(Saved entries)
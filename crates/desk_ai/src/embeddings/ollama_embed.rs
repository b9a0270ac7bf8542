use desk_core::error::AppError;
use serde::{Deserialize, Serialize};

use super::Embedder;
use crate::ollama::OllamaClient;

/// Longest input forwarded to the embeddings endpoint. Corpus chunking keeps
/// texts far below this; the cap guards direct callers.
const MAX_INPUT_BYTES: usize = 12_000;

#[derive(Debug, Clone)]
pub struct OllamaEmbedder {
    client: OllamaClient,
}

impl OllamaEmbedder {
    pub fn new(client: OllamaClient) -> Self {
        Self { client }
    }
}

#[derive(Debug, Clone, Serialize)]
struct EmbeddingsRequest<'a> {
    model: &'a str,
    prompt: &'a str,
}

#[derive(Debug, Clone, Deserialize)]
struct EmbeddingsResponse {
    embedding: Vec<f32>,
}

impl Embedder for OllamaEmbedder {
    fn embed(&self, model: &str, input: &str) -> Result<Vec<f32>, AppError> {
        let mut prompt = input;
        if prompt.len() > MAX_INPUT_BYTES {
            let mut end = MAX_INPUT_BYTES;
            while !prompt.is_char_boundary(end) {
                end -= 1;
            }
            prompt = &prompt[..end];
        }

        let url = format!("{}/api/embeddings", self.client.base_url());
        let req = EmbeddingsRequest { model, prompt };
        let resp = ureq::post(&url)
            .timeout(std::time::Duration::from_secs(10))
            .send_json(serde_json::to_value(req).map_err(|e| {
                AppError::new("AI_EMBEDDINGS_FAILED", "Failed to encode embeddings request")
                    .with_details(e.to_string())
            })?);

        match resp {
            Ok(r) if r.status() == 200 => {
                let v: EmbeddingsResponse = r.into_json().map_err(|e| {
                    AppError::new("AI_EMBEDDINGS_FAILED", "Failed to decode embeddings response")
                        .with_details(e.to_string())
                })?;
                if v.embedding.is_empty() {
                    return Err(AppError::new(
                        "AI_EMBEDDINGS_FAILED",
                        "Embeddings response was empty",
                    ));
                }
                Ok(v.embedding)
            }
            Ok(r) => Err(
                AppError::new("AI_EMBEDDINGS_FAILED", "Embeddings request failed")
                    .with_details(format!("status={}", r.status())),
            ),
            Err(e) => Err(
                AppError::new("AI_EMBEDDINGS_FAILED", "Failed to call embeddings endpoint")
                    .with_details(e.to_string())
                    .with_retryable(true),
            ),
        }
    }
}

## To do
All of the entries above are to be written out again exactly.

## Solution to this problem
filename crates/desk_ai/src/embeddings/ollama_embed.rs
repository b9a0270ac7bf8542
use desk_core::error::AppError;
use serde::{Deserialize, Serialize};

use super::Embedder;
use crate::ollama::OllamaClient;

/// Longest input forwarded to the embeddings endpoint. Corpus chunking keeps
/// texts far below this; the cap guards direct callers.
const MAX_INPUT_BYTES: usize = 12_000;

#[derive(Debug, Clone)]
pub struct OllamaEmbedder {
    client: OllamaClient,
}

impl OllamaEmbedder {
    pub fn new(client: OllamaClient) -> Self {
        Self { client }
    }
}

#[derive(Debug, Clone, Serialize)]
struct EmbeddingsRequest<'a> {
    model: &'a str,
    prompt: &'a str,
}

#[derive(Debug, Clone, Deserialize)]
struct EmbeddingsResponse {
    embedding: Vec<f32>,
}

impl Embedder for OllamaEmbedder {
    fn embed(&self, model: &str, input: &str) -> Result<Vec<f32>, AppError> {
        let mut prompt = input;
        if prompt.len() > MAX_INPUT_BYTES {
            let mut end = MAX_INPUT_BYTES;
            while !prompt.is_char_boundary(end) {
                end -= 1;
            }
            prompt = &prompt[..end];
        }

        let url = format!("{}/api/embeddings", self.client.base_url());
        let req = EmbeddingsRequest { model, prompt };
        let resp = ureq::post(&url)
            .timeout(std::time::Duration::from_secs(10))
            .send_json(serde_json::to_value(req).map_err(|e| {
                AppError::new("AI_EMBEDDINGS_FAILED", "Failed to encode embeddings request")
                    .with_details(e.to_string())
            })?);

        match resp {
            Ok(r) if r.status() == 200 => {
                let v: EmbeddingsResponse = r.into_json().map_err(|e| {
                    AppError::new("AI_EMBEDDINGS_FAILED", "Failed to decode embeddings response")
                        .with_details(e.to_string())
                })?;
                if v.embedding.is_empty() {
                    return Err(AppError::new(
                        "AI_EMBEDDINGS_FAILED",
                        "Embeddings response was empty",
                    ));
                }
                Ok(v.embedding)
            }
            Ok(r) => Err(
                AppError::new("AI_EMBEDDINGS_FAILED", "Embeddings request failed")
                    .with_details(format!("status={}", r.status())),
            ),
            Err(e) => Err(
                AppError::new("AI_EMBEDDINGS_FAILED", "Failed to call embeddings endpoint")
                    .with_details(e.to_string())
                    .with_retryable(true),
            ),
        }
    }
}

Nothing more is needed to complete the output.